START Recorded information

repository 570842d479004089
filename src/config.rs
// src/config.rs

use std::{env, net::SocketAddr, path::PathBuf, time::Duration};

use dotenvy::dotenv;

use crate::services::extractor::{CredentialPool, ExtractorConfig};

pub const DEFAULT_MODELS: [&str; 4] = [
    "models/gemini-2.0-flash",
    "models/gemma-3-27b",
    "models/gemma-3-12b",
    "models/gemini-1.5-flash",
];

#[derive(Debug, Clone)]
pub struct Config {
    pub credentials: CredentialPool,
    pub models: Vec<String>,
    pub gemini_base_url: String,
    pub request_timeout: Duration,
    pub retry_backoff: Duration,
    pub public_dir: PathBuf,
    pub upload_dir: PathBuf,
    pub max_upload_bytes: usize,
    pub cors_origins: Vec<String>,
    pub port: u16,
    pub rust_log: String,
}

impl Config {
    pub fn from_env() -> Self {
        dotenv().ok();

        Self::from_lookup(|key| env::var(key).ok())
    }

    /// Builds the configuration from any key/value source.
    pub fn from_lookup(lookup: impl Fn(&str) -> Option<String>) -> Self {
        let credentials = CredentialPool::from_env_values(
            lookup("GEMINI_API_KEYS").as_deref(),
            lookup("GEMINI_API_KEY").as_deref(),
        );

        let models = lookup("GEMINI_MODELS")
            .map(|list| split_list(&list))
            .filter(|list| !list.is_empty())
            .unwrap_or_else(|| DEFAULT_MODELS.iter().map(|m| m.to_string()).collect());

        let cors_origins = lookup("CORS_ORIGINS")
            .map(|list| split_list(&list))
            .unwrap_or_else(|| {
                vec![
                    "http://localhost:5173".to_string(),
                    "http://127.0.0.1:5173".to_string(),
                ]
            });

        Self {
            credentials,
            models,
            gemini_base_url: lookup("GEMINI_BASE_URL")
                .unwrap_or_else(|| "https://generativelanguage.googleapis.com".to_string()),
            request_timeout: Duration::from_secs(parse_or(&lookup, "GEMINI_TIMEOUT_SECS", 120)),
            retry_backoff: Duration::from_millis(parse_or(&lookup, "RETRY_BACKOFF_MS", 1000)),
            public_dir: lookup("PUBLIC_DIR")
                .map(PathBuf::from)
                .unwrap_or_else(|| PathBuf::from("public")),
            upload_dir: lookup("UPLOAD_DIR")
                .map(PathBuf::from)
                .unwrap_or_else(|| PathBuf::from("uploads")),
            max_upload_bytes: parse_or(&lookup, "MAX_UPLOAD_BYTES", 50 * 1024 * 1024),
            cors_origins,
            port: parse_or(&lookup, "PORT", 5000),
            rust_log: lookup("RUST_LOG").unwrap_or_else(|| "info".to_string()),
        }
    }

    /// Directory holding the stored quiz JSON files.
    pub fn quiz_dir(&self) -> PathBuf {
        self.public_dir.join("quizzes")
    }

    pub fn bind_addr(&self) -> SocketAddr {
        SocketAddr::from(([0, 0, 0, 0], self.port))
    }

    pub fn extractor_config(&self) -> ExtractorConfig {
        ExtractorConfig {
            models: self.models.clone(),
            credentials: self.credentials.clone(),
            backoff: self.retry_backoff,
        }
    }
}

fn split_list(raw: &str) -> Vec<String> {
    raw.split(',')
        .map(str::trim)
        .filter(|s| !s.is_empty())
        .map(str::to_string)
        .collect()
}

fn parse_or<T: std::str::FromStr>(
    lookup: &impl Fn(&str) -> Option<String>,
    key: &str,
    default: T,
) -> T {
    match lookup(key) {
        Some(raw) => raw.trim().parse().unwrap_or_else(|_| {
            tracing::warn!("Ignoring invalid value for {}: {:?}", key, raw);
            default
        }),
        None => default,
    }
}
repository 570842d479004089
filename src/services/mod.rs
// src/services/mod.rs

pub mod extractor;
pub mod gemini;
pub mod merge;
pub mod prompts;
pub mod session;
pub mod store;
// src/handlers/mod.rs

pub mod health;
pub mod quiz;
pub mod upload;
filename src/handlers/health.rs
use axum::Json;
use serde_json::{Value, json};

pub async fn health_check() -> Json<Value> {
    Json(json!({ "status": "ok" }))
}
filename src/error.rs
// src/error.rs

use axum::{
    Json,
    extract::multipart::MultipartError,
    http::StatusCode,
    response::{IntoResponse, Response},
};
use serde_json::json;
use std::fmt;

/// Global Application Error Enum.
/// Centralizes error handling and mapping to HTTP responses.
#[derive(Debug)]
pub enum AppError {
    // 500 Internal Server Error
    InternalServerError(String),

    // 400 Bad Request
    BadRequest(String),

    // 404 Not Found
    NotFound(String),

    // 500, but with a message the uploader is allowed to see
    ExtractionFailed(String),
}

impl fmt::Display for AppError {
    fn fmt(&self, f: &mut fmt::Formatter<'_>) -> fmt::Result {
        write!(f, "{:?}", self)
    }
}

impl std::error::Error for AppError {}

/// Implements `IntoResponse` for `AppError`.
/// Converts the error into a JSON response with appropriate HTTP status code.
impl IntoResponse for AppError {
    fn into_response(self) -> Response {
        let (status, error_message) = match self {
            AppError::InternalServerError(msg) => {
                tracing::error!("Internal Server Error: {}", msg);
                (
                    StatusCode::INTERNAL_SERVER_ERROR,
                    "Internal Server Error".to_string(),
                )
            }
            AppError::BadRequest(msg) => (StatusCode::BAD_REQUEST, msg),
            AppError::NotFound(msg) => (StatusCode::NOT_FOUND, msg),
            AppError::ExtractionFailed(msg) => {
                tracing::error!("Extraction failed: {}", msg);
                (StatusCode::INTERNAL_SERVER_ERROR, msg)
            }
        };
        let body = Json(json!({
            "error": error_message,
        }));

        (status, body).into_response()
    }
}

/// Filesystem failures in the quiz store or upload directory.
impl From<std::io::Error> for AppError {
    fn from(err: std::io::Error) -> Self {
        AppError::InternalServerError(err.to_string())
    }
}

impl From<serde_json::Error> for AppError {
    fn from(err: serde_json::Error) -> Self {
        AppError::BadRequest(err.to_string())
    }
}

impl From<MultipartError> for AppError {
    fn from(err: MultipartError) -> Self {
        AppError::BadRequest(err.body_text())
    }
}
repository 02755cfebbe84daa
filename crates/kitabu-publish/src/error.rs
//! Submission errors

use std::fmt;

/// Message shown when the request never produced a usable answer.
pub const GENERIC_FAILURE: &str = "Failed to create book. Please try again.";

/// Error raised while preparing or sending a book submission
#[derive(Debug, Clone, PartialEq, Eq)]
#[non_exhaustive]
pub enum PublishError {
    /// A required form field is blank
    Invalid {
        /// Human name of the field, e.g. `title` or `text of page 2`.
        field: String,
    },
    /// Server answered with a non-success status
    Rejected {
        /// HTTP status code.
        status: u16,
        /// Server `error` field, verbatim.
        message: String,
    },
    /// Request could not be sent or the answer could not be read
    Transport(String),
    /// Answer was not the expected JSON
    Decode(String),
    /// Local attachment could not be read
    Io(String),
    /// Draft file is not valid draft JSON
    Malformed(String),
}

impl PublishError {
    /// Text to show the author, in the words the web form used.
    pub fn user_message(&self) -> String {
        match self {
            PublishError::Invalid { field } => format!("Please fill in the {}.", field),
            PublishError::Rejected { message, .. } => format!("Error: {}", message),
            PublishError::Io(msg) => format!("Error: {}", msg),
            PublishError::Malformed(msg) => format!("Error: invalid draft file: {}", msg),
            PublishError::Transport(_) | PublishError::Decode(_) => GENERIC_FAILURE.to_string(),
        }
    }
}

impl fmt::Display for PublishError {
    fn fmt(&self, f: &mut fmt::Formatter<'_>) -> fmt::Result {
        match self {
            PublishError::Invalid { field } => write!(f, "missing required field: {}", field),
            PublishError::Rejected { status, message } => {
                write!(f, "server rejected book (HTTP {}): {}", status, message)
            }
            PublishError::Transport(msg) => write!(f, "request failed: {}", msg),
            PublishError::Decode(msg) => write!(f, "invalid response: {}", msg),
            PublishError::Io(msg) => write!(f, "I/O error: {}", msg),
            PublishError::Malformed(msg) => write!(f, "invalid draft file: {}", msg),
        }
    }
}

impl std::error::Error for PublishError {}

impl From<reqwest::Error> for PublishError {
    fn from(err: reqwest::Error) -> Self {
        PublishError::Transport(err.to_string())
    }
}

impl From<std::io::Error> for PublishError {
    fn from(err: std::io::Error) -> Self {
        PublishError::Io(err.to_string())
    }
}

END Recorded information

▶ Action item
Take every line above carrying "Display" and return it.

▶ Answer section
impl fmt::Display for AppError {
impl fmt::Display for PublishError {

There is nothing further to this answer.